0

I want to find the new words which are inserted into a text file using Python. For example:

Old: He is a new employee here.
New: He was a new, employee there.

I want this list of words as output: ['was', ',' ,'there']

I used difflib but it gives me the diff in a bad formatted way using '+', '-' and '?'. I would have to parse the output to find the new words. Is there an easy way to get this done in Python?

Hellboy
  • 1,199
  • 2
  • 15
  • 33

2 Answers2

0

You can accomplish this with the re module.

import re

# create a regular expression object
regex = re.compile(r'(?:\b\w{1,}\b)|,')

# the inputs
old = "He is a new employee here."
new = "He was a new, employee there."

# creating lists of the words (or commas) in each sentence
old_words = re.findall(regex, old)
new_words = re.findall(regex, new)

# generate a list of words from new_words if it isn't in the old words
# also checking for words that previously existed but are then added
word_differences = []
for word in new_words:
    if word in old_words:
        old_words.remove(word)
    else:
        word_differences.append(word)

# print it out to verify
print word_differences

Note that if you want to add other punctuation such as a bang or semi-colon, you must add it to the regular expression definition.

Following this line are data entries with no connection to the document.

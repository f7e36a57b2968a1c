#![forbid(unsafe_code)]

//! Validation timing policy.
//!
//! A form chooses when fields validate before the first submit
//! ([`ValidationMode`]) and when fields re-validate afterwards
//! ([`ReValidateMode`]). Either can be overridden per field. The decision
//! itself lives in [`should_skip_validation`].
//!
//! # Skip table
//!
//! | Condition (checked in order) | Skip |
//! |------------------------------|------|
//! | mode is `all` | never |
//! | not submitted, mode is `onTouched` | unless touched already or blur |
//! | blur flag of (submitted ? re-validate : mode) | unless blur |
//! | change flag of (submitted ? re-validate : mode) | if blur |
//! | otherwise | always |

use std::fmt;
use std::str::FromStr;

use bitflags::bitflags;
use serde::{Deserialize, Serialize};

/// When fields validate before the first submit.
#[derive(Debug, Clone, Copy, PartialEq, Eq, Hash, Default, Serialize, Deserialize)]
#[serde(rename_all = "camelCase")]
pub enum ValidationMode {
    #[default]
    OnSubmit,
    OnBlur,
    OnChange,
    OnTouched,
    All,
}

/// When fields re-validate after the first submit.
#[derive(Debug, Clone, Copy, PartialEq, Eq, Hash, Default, Serialize, Deserialize)]
#[serde(rename_all = "camelCase")]
pub enum ReValidateMode {
    OnSubmit,
    OnBlur,
    #[default]
    OnChange,
}

/// Whether every rule runs or the first failure wins.
#[derive(Debug, Clone, Copy, PartialEq, Eq, Hash, Default, Serialize, Deserialize)]
#[serde(rename_all = "camelCase")]
pub enum CriteriaMode {
    #[default]
    FirstError,
    All,
}

bitflags! {
    /// Boolean view of a mode.
    #[derive(Debug, Clone, Copy, PartialEq, Eq, Hash, Default)]
    pub struct ModeFlags: u8 {
        const ON_SUBMIT = 1 << 0;
        const ON_BLUR = 1 << 1;
        const ON_CHANGE = 1 << 2;
        const ON_TOUCH = 1 << 3;
        const ON_ALL = 1 << 4;
    }
}

impl ModeFlags {
    #[must_use]
    pub fn is_on_submit(self) -> bool {
        self.contains(Self::ON_SUBMIT)
    }

    #[must_use]
    pub fn is_on_blur(self) -> bool {
        self.contains(Self::ON_BLUR)
    }

    #[must_use]
    pub fn is_on_change(self) -> bool {
        self.contains(Self::ON_CHANGE)
    }

    #[must_use]
    pub fn is_on_touch(self) -> bool {
        self.contains(Self::ON_TOUCH)
    }

    #[must_use]
    pub fn is_on_all(self) -> bool {
        self.contains(Self::ON_ALL)
    }
}

impl ValidationMode {
    pub const ALL: [Self; 5] = [
        Self::OnSubmit,
        Self::OnBlur,
        Self::OnChange,
        Self::OnTouched,
        Self::All,
    ];

    /// Exactly one flag per mode; `all` does not imply blur or change.
    #[must_use]
    pub fn flags(self) -> ModeFlags {
        match self {
            Self::OnSubmit => ModeFlags::ON_SUBMIT,
            Self::OnBlur => ModeFlags::ON_BLUR,
            Self::OnChange => ModeFlags::ON_CHANGE,
            Self::OnTouched => ModeFlags::ON_TOUCH,
            Self::All => ModeFlags::ON_ALL,
        }
    }

    #[must_use]
    pub fn as_str(self) -> &'static str {
        match self {
            Self::OnSubmit => "onSubmit",
            Self::OnBlur => "onBlur",
            Self::OnChange => "onChange",
            Self::OnTouched => "onTouched",
            Self::All => "all",
        }
    }
}

impl ReValidateMode {
    #[must_use]
    pub fn flags(self) -> ModeFlags {
        match self {
            Self::OnSubmit => ModeFlags::ON_SUBMIT,
            Self::OnBlur => ModeFlags::ON_BLUR,
            Self::OnChange => ModeFlags::ON_CHANGE,
        }
    }

    #[must_use]
    pub fn as_str(self) -> &'static str {
        match self {
            Self::OnSubmit => "onSubmit",
            Self::OnBlur => "onBlur",
            Self::OnChange => "onChange",
        }
    }
}

/// A mode string that names no known mode.
#[derive(Debug, Clone, PartialEq, Eq)]
pub struct ParseModeError(pub String);

impl fmt::Display for ParseModeError {
    fn fmt(&self, f: &mut fmt::Formatter<'_>) -> fmt::Result {
        write!(f, "unknown validation mode: {:?}", self.0)
    }
}

impl std::error::Error for ParseModeError {}

impl FromStr for ValidationMode {
    type Err = ParseModeError;

    fn from_str(s: &str) -> Result<Self, Self::Err> {
        Self::ALL
            .into_iter()
            .find(|mode| mode.as_str() == s)
            .ok_or_else(|| ParseModeError(s.to_owned()))
    }
}

impl FromStr for ReValidateMode {
    type Err = ParseModeError;

    fn from_str(s: &str) -> Result<Self, Self::Err> {
        match s {
            "onSubmit" => Ok(Self::OnSubmit),
            "onBlur" => Ok(Self::OnBlur),
            "onChange" => Ok(Self::OnChange),
            other => Err(ParseModeError(other.to_owned())),
        }
    }
}

impl fmt::Display for ValidationMode {
    fn fmt(&self, f: &mut fmt::Formatter<'_>) -> fmt::Result {
        f.write_str(self.as_str())
    }
}

impl fmt::Display for ReValidateMode {
    fn fmt(&self, f: &mut fmt::Formatter<'_>) -> fmt::Result {
        f.write_str(self.as_str())
    }
}

/// Inputs to the skip decision for one event.
#[derive(Debug, Clone, Copy, PartialEq, Eq, Default)]
pub struct SkipContext {
    pub is_blur_event: bool,
    pub is_touched: bool,
    pub is_submitted: bool,
    pub mode: ModeFlags,
    pub re_validate_mode: ModeFlags,
}

/// Whether an input event should leave the field unvalidated.
#[must_use]
pub fn should_skip_validation(ctx: SkipContext) -> bool {
    let active = if ctx.is_submitted {
        ctx.re_validate_mode
    } else {
        ctx.mode
    };
    if ctx.mode.is_on_all() {
        false
    } else if !ctx.is_submitted && ctx.mode.is_on_touch() {
        !(ctx.is_touched || ctx.is_blur_event)
    } else if active.is_on_blur() {
        !ctx.is_blur_event
    } else if active.is_on_change() {
        ctx.is_blur_event
    } else {
        true
    }
}

#[cfg(test)]
mod tests {
    use super::*;

    fn ctx(
        is_blur_event: bool,
        is_touched: bool,
        is_submitted: bool,
        mode: ModeFlags,
        re_validate_mode: ModeFlags,
    ) -> SkipContext {
        SkipContext {
            is_blur_event,
            is_touched,
            is_submitted,
            mode,
            re_validate_mode,
        }
    }

    const BLUR_AND_CHANGE: ModeFlags = ModeFlags::ON_BLUR.union(ModeFlags::ON_CHANGE);

    #[test]
    fn on_change_blur_before_submit_skips() {
        let c = ctx(true, false, false, ModeFlags::ON_CHANGE, BLUR_AND_CHANGE);
        assert!(should_skip_validation(c));
    }

    #[test]
    fn on_change_change_before_submit_validates() {
        let c = ctx(false, false, false, ModeFlags::ON_CHANGE, BLUR_AND_CHANGE);
        assert!(!should_skip_validation(c));
    }

    #[test]
    fn on_submit_before_submit_always_skips() {
        for blur in [true, false] {
            let c = ctx(blur, false, false, ModeFlags::ON_SUBMIT, ModeFlags::ON_CHANGE);
            assert!(should_skip_validation(c));
        }
    }

    #[test]
    fn all_never_skips() {
        for bits in 0..8u8 {
            let c = ctx(
                bits & 1 != 0,
                bits & 2 != 0,
                bits & 4 != 0,
                ModeFlags::ON_ALL,
                ModeFlags::ON_SUBMIT,
            );
            assert!(!should_skip_validation(c));
        }
    }

    #[test]
    fn on_blur_blur_validates_and_change_skips() {
        let blur = ctx(true, false, false, ModeFlags::ON_BLUR, ModeFlags::ON_CHANGE);
        let change = ctx(false, false, false, ModeFlags::ON_BLUR, ModeFlags::ON_CHANGE);
        assert!(!should_skip_validation(blur));
        assert!(should_skip_validation(change));
    }

    #[test]
    fn on_touched_untouched_change_skips() {
        let c = ctx(false, false, false, ModeFlags::ON_TOUCH, ModeFlags::ON_CHANGE);
        assert!(should_skip_validation(c));
    }

    #[test]
    fn on_touched_blur_validates() {
        let c = ctx(true, false, false, ModeFlags::ON_TOUCH, ModeFlags::ON_CHANGE);
        assert!(!should_skip_validation(c));
    }

    #[test]
    fn on_touched_touched_change_validates() {
        let c = ctx(false, true, false, ModeFlags::ON_TOUCH, ModeFlags::ON_CHANGE);
        assert!(!should_skip_validation(c));
    }

    #[test]
    fn submitted_re_validate_on_blur_skips_change() {
        let c = ctx(false, false, true, ModeFlags::ON_SUBMIT, ModeFlags::ON_BLUR);
        assert!(should_skip_validation(c));
        let blur = ctx(true, false, true, ModeFlags::ON_SUBMIT, ModeFlags::ON_BLUR);
        assert!(!should_skip_validation(blur));
    }

    #[test]
    fn submitted_re_validate_on_change_skips_blur() {
        let c = ctx(true, false, true, ModeFlags::ON_SUBMIT, ModeFlags::ON_CHANGE);
        assert!(should_skip_validation(c));
        let change = ctx(false, false, true, ModeFlags::ON_SUBMIT, ModeFlags::ON_CHANGE);
        assert!(!should_skip_validation(change));
    }

    #[test]
    fn submitted_re_validate_on_submit_always_skips() {
        for blur in [true, false] {
            let c = ctx(blur, false, true, ModeFlags::ON_CHANGE, ModeFlags::ON_SUBMIT);
            assert!(should_skip_validation(c));
        }
    }

    #[test]
    fn submitted_on_touched_defers_to_re_validate_mode() {
        let c = ctx(false, false, true, ModeFlags::ON_TOUCH, ModeFlags::ON_CHANGE);
        assert!(!should_skip_validation(c));
    }

    #[test]
    fn modes_parse_and_display() {
        for mode in ValidationMode::ALL {
            assert_eq!(mode.as_str().parse::<ValidationMode>(), Ok(mode));
        }
        assert_eq!("onBlur".parse::<ReValidateMode>(), Ok(ReValidateMode::OnBlur));
        assert!("sometimes".parse::<ValidationMode>().is_err());
        assert_eq!(ValidationMode::OnTouched.to_string(), "onTouched");
    }
}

Right now, it only checks for words or commas.

Jordan McQueen
  • 777
  • 5
  • 10
  • 1
    But, if the old text contained the word "there" in some other place, would it return this word? – Hellboy Oct 29 '16 at 05:13
  • Ah yes, you're correct. The idea remains the same, but there's a simple fix for that degenerative case. I'll edit to accommodate. – Jordan McQueen Oct 29 '16 at 05:15
0

I used Google Diff-Patch-Match. It works fine.

Hellboy
  • 1,199
  • 2
  • 15
  • 33